= Tyge Filseth =

Norwegian marketing agent

Tyge Krabbe Filseth (1913 - 2 September 2002) was a Norwegian marketing agent, known for co-founding two research institutions related to advertising.

He was a son of Johan Filseth, the 1894 founder and editor-in-chief of newspaper Gudbrandsdølen. His brother Kaare Filseth was the editor-in-chief of Ringerikes Blad from 1938 to his death in 1944. His sister Tove Filseth was a journalist, and was married to Silesian Jewish writer Max Tau from May 1944 to his death in 1976 and physician Haakon Natvig from 1988 to her death in 1994. His wife's uncle was Nikolai Astrup.

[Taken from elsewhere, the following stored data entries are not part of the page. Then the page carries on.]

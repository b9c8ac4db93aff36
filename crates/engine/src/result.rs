//! Execution results — one `StepResult` per node or hook execution,
//! accumulated into the `GraphExecutionResult` returned to the caller.

use chrono::{DateTime, Utc};
use serde::{Deserialize, Serialize};

// ---------------------------------------------------------------------------
// Step-level results
// ---------------------------------------------------------------------------

/// Outcome of one (step, host) execution.
#[derive(Debug, Clone, Copy, PartialEq, Eq, Serialize, Deserialize)]
#[serde(rename_all = "snake_case")]
pub enum StepStatus {
    Succeeded,
    Failed,
    Skipped,
}

impl std::fmt::Display for StepStatus {
    fn fmt(&self, f: &mut std::fmt::Formatter<'_>) -> std::fmt::Result {
        match self {
            Self::Succeeded => write!(f, "succeeded"),
            Self::Failed => write!(f, "failed"),
            Self::Skipped => write!(f, "skipped"),
        }
    }
}

/// Which part of the contract produced the outcome.
#[derive(Debug, Clone, Copy, PartialEq, Eq, Serialize, Deserialize)]
#[serde(rename_all = "snake_case")]
pub enum StepPhase {
    Check,
    Execute,
    DryRun,
    Hook,
}

impl std::fmt::Display for StepPhase {
    fn fmt(&self, f: &mut std::fmt::Formatter<'_>) -> std::fmt::Result {
        match self {
            Self::Check => write!(f, "check"),
            Self::Execute => write!(f, "execute"),
            Self::DryRun => write!(f, "dry_run"),
            Self::Hook => write!(f, "hook"),
        }
    }
}

/// One recorded execution. Immutable once recorded; carries enough to
/// diagnose a failure without re-running: step, host, timestamps, captured
/// output.
#[derive(Debug, Clone, Serialize, Deserialize)]
pub struct StepResult {
    pub step_name: String,
    pub host: String,
    pub status: StepStatus,
    pub phase: StepPhase,
    #[serde(default, skip_serializing_if = "Option::is_none")]
    pub error: Option<String>,
    #[serde(default, skip_serializing_if = "String::is_empty")]
    pub message: String,
    #[serde(default, skip_serializing_if = "String::is_empty")]
    pub stdout: String,
    #[serde(default, skip_serializing_if = "String::is_empty")]
    pub stderr: String,
    pub started_at: DateTime<Utc>,
    pub finished_at: DateTime<Utc>,
}

impl StepResult {
    pub fn failed(&self) -> bool {
        self.status == StepStatus::Failed
    }
}

// ---------------------------------------------------------------------------
// Pipeline-level result
// ---------------------------------------------------------------------------

/// Overall outcome of a pipeline run.
#[derive(Debug, Clone, Copy, PartialEq, Eq, Serialize, Deserialize)]
#[serde(rename_all = "snake_case")]
pub enum PipelineStatus {
    /// Every node succeeded (or was legitimately skipped).
    Succeeded,
    /// At least one required node or hook failed.
    Failed,
    /// Failures occurred, but only on ignorable nodes.
    PartialFailure,
}

impl std::fmt::Display for PipelineStatus {
    fn fmt(&self, f: &mut std::fmt::Formatter<'_>) -> std::fmt::Result {
        match self {
            Self::Succeeded => write!(f, "succeeded"),
            Self::Failed => write!(f, "failed"),
            Self::PartialFailure => write!(f, "partial_failure"),
        }
    }
}

/// The sole artifact a run returns to its caller.
#[derive(Debug, Clone, Serialize, Deserialize)]
pub struct GraphExecutionResult {
    pub pipeline_name: String,
    pub status: PipelineStatus,
    pub node_results: Vec<StepResult>,
    pub started_at: DateTime<Utc>,
    pub finished_at: DateTime<Utc>,
}

impl GraphExecutionResult {
    pub fn succeeded(&self) -> bool {
        self.status == PipelineStatus::Succeeded
    }

    pub fn failures(&self) -> impl Iterator<Item = &StepResult> {
        self.node_results.iter().filter(|r| r.failed())
    }

    pub fn count_with_status(&self, status: StepStatus) -> usize {
        self.node_results
            .iter()
            .filter(|r| r.status == status)
            .count()
    }
}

He graduated from Copenhagen Business School in 1934, and worked in the advertising agencies Fabritius and B.A.B. before being hired at the newly established Norwegian School of Economics and Business Administration in 1936. From 1938 to 1940 he chaired the Institute of Sale and Advertising there. In 1958 he co-founded the Institute of Marketing (Institutt for Markedsføring). It was modelled on the English Institute of Practitioners in Advertising, and owned by the Norwegian Association of Advertising Agencies. The institute was incorporated into the Norwegian School of Marketing (Norges Markedshøyskole) in 1989, which was in turn affiliated with the Norwegian School of Management from 1992.

Filseth was married to Henninge Astrup and had three sons (Per, Frode and Kåre). He died in September 2002 in Oslo.